TRIBUNNEWS.COM-Dalam rangka pelaksanaan hukum kepabeanan dan undang-undang pajak konsumsi, pihak bea cukai telah diberikan kewenangan pengawasan untuk menghentikan dan memeriksa sarana transportasi di laut atau sungai, dan hak untuk membawa alat angkut ke dalam pabean atau tempat lain untuk pengangkutan. sebuah ujian. Ketentuan ini tunduk pada Pasal 90 dan Pasal 91 UU Kepabeanan.

“Bea Cukai Bayur tidak terkecuali. Negara memiliki armada patroli laut yang bertugas mengawasi perairan Provinsi Sumatera Barat. Ini jalur utama, jelasnya.” Direktur Kantor Bea Cukai Teluk Bayur Hillman Satri Hilman Satria bertanggung jawab atas penjelasan tentang patroli maritim dan pelayaran kapal yang dilakukan jajarannya pada Senin, 15 Juni.
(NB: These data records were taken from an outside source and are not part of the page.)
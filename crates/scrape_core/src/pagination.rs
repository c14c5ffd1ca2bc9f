use serde::{Deserialize, Serialize};
use serde_json::Value;

use crate::{ConfigError, Params};

/// How consecutive requests of one paginated sequence differ.
#[derive(Debug, Clone, PartialEq, Eq, Serialize, Deserialize)]
#[serde(tag = "type", rename_all = "snake_case")]
pub enum PaginationConfig {
    /// One request per integer in `start..=end`.
    PageParam { param: String, start: u64, end: u64 },
    /// `offset = start_offset + k * limit` for `k < max_pages`.
    Offset {
        offset_param: String,
        limit_param: String,
        limit: u64,
        max_pages: u32,
        #[serde(default)]
        start_offset: u64,
    },
    /// Next cursor read from each response body at a dotted path.
    Cursor {
        cursor_param: String,
        #[serde(alias = "cursor_field")]
        cursor_field_path: String,
        #[serde(default)]
        initial_cursor: Option<String>,
        #[serde(default = "default_cursor_pages")]
        max_pages: u32,
    },
}

fn default_cursor_pages() -> u32 {
    10
}

impl PaginationConfig {
    pub fn kind(&self) -> &'static str {
        match self {
            PaginationConfig::PageParam { .. } => "page_param",
            PaginationConfig::Offset { .. } => "offset",
            PaginationConfig::Cursor { .. } => "cursor",
        }
    }

    pub fn validate(&self) -> Result<(), ConfigError> {
        let invalid = |msg: &str| Err(ConfigError::InvalidPagination(msg.to_string()));
        match self {
            PaginationConfig::PageParam { param, start, end } => {
                if param.trim().is_empty() {
                    return invalid("param is required");
                }
                if *start < 1 || end < start {
                    return invalid("start must be >= 1 and end >= start");
                }
            }
            PaginationConfig::Offset {
                offset_param,
                limit_param,
                limit,
                max_pages,
                ..
            } => {
                if offset_param.trim().is_empty() || limit_param.trim().is_empty() {
                    return invalid("offset_param and limit_param are required");
                }
                if *limit < 1 || *max_pages < 1 {
                    return invalid("limit and max_pages must be >= 1");
                }
            }
            PaginationConfig::Cursor {
                cursor_param,
                cursor_field_path,
                max_pages,
                ..
            } => {
                if cursor_param.trim().is_empty() || cursor_field_path.trim().is_empty() {
                    return invalid("cursor_param and cursor_field_path are required");
                }
                if *max_pages < 1 {
                    return invalid("max_pages must be >= 1");
                }
            }
        }
        Ok(())
    }
}

#[derive(Debug, Clone, PartialEq, Eq)]
pub enum ParamChange {
    Set { name: String, value: String },
    Remove { name: String },
}

/// Changes to apply to the base parameters for one request of a sequence.
#[derive(Debug, Clone, PartialEq, Eq, Default)]
pub struct Mutation {
    /// Zero-based position in the sequence.
    pub page_index: u32,
    pub changes: Vec<ParamChange>,
}

impl Mutation {
    pub fn apply(&self, params: &mut Params) {
        for change in &self.changes {
            match change {
                ParamChange::Set { name, value } => {
                    params.insert(name.clone(), Value::String(value.clone()));
                }
                ParamChange::Remove { name } => {
                    params.remove(name);
                }
            }
        }
    }

    /// Value set for `name` by this mutation, if any.
    pub fn value_of(&self, name: &str) -> Option<&str> {
        self.changes.iter().find_map(|change| match change {
            ParamChange::Set { name: n, value } if n == name => Some(value.as_str()),
            _ => None,
        })
    }
}

#[derive(Debug, Clone, PartialEq, Eq, thiserror::Error)]
pub enum CursorError {
    #[error("malformed cursor path '{0}'")]
    MalformedPath(String),
    #[error("response body is not JSON: {0}")]
    NotJson(String),
    #[error("value at '{0}' is not a scalar")]
    NotScalar(String),
}

#[derive(Debug, Clone, PartialEq, Eq)]
pub enum StopReason {
    /// Single request done, or page range exhausted.
    EndReached,
    MaxPages,
    /// Cursor absent, null or empty in the last response.
    CursorExhausted,
    /// The previous page produced no response to read a cursor from.
    PreviousPageFailed,
    CursorUnreadable(CursorError),
    /// Orchestrator-level stop when empty pages end a sequence.
    EmptyPage,
    /// The next offset does not fit in a `u64`.
    OffsetOverflow,
}

impl StopReason {
    pub fn as_str(&self) -> &'static str {
        match self {
            StopReason::EndReached => "end_reached",
            StopReason::MaxPages => "max_pages",
            StopReason::CursorExhausted => "cursor_missing",
            StopReason::PreviousPageFailed => "previous_page_failed",
            StopReason::CursorUnreadable(_) => "cursor_unreadable",
            StopReason::EmptyPage => "empty_page",
            StopReason::OffsetOverflow => "offset_overflow",
        }
    }

    pub fn is_failure(&self) -> bool {
        matches!(
            self,
            StopReason::CursorUnreadable(_) | StopReason::OffsetOverflow
        )
    }
}

#[derive(Debug, Clone, PartialEq, Eq)]
pub enum Step {
    Request(Mutation),
    Done(StopReason),
}

/// Produces the mutation stream for one paginated sequence.
///
/// Each call to [`PageSequencer::next`] receives the body of the response to
/// the previously emitted mutation (ignored except for cursor pagination).
/// Without a config exactly one empty mutation is emitted.
#[derive(Debug, Clone)]
pub struct PageSequencer {
    config: Option<PaginationConfig>,
    emitted: u32,
    done: bool,
}

impl PageSequencer {
    pub fn new(config: Option<&PaginationConfig>) -> Self {
        Self {
            config: config.cloned(),
            emitted: 0,
            done: false,
        }
    }

    pub fn emitted(&self) -> u32 {
        self.emitted
    }

    pub fn next(&mut self, prior: Option<&[u8]>) -> Step {
        if self.done {
            return Step::Done(StopReason::EndReached);
        }
        let step = self.compute(prior);
        match &step {
            Step::Request(_) => self.emitted += 1,
            Step::Done(_) => self.done = true,
        }
        step
    }

    fn compute(&self, prior: Option<&[u8]>) -> Step {
        let k = self.emitted;
        let Some(config) = &self.config else {
            return if k == 0 {
                Step::Request(Mutation::default())
            } else {
                Step::Done(StopReason::EndReached)
            };
        };

        match config {
            PaginationConfig::PageParam { param, start, end } => {
                let value = match start.checked_add(u64::from(k)) {
                    Some(value) if value <= *end => value,
                    _ => return Step::Done(StopReason::EndReached),
                };
                Step::Request(Mutation {
                    page_index: k,
                    changes: vec![ParamChange::Set {
                        name: param.clone(),
                        value: value.to_string(),
                    }],
                })
            }
            PaginationConfig::Offset {
                offset_param,
                limit_param,
                limit,
                max_pages,
                start_offset,
            } => {
                if k >= *max_pages {
                    return Step::Done(StopReason::MaxPages);
                }
                let Some(offset) = u64::from(k)
                    .checked_mul(*limit)
                    .and_then(|step| step.checked_add(*start_offset))
                else {
                    return Step::Done(StopReason::OffsetOverflow);
                };
                Step::Request(Mutation {
                    page_index: k,
                    changes: vec![
                        ParamChange::Set {
                            name: offset_param.clone(),
                            value: offset.to_string(),
                        },
                        ParamChange::Set {
                            name: limit_param.clone(),
                            value: limit.to_string(),
                        },
                    ],
                })
            }
            PaginationConfig::Cursor {
                cursor_param,
                cursor_field_path,
                initial_cursor,
                max_pages,
            } => {
                if k == 0 {
                    let change = match initial_cursor.as_deref().filter(|c| !c.is_empty()) {
                        Some(cursor) => ParamChange::Set {
                            name: cursor_param.clone(),
                            value: cursor.to_string(),
                        },
                        None => ParamChange::Remove {
                            name: cursor_param.clone(),
                        },
                    };
                    return Step::Request(Mutation {
                        page_index: 0,
                        changes: vec![change],
                    });
                }
                if k >= *max_pages {
                    return Step::Done(StopReason::MaxPages);
                }
                let Some(body) = prior else {
                    return Step::Done(StopReason::PreviousPageFailed);
                };
                match next_cursor(body, cursor_field_path) {
                    Ok(Some(cursor)) => Step::Request(Mutation {
                        page_index: k,
                        changes: vec![ParamChange::Set {
                            name: cursor_param.clone(),
                            value: cursor,
                        }],
                    }),
                    Ok(None) => Step::Done(StopReason::CursorExhausted),
                    Err(err) => Step::Done(StopReason::CursorUnreadable(err)),
                }
            }
        }
    }
}

fn next_cursor(body: &[u8], path: &str) -> Result<Option<String>, CursorError> {
    let value: Value =
        serde_json::from_slice(body).map_err(|err| CursorError::NotJson(err.to_string()))?;
    let cursor = match lookup_path(&value, path)? {
        None | Some(Value::Null) => return Ok(None),
        Some(Value::String(s)) => s.clone(),
        Some(Value::Number(n)) => n.to_string(),
        Some(Value::Bool(b)) => b.to_string(),
        Some(_) => return Err(CursorError::NotScalar(path.to_string())),
    };
    Ok(Some(cursor).filter(|c| !c.is_empty()))
}

/// Walks a dot-separated path through nested objects.
///
/// Returns `Ok(None)` when any segment is missing or a non-object is hit
/// midway; empty segments are a malformed path.
pub fn lookup_path<'a>(value: &'a Value, path: &str) -> Result<Option<&'a Value>, CursorError> {
    let path = path.trim();
    if path.is_empty() || path.split('.').any(str::is_empty) {
        return Err(CursorError::MalformedPath(path.to_string()));
    }
    let mut node = value;
    for segment in path.split('.') {
        match node.get(segment) {
            Some(next) if node.is_object() => node = next,
            _ => return Ok(None),
        }
    }
    Ok(Some(node))
}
Hillman berkeyakinan bahwa pemeriksaan kapal atau alat angkut dari luar daerah pabean adalah untuk melindungi masyarakat Indonesia dari penyelundupan dan perdagangan ilegal, serta mengawasi seluruh arus barang yang masuk dan keluar Indonesia. Ia mengatakan, sebagai lembaga yang berwenang menginspeksi fasilitas angkutan laut harus memahami dan mengetahui cara-cara melakukan penyelundupan. Perairan Telok Bayer, Bangs, Sungai Pisang dan Silanda. Boatzoeki juga melakukan langkah-langkah untuk memastikan kapal dari luar negeri yang masuk ke wilayah Indonesia tidak membawa barang berbahaya dan melanggar regulasi. Selain itu, kapal yang diperiksa tidak membawa barang berbahaya dan diperbolehkan melanjutkan pelayaran dengan melanggar ketentuan.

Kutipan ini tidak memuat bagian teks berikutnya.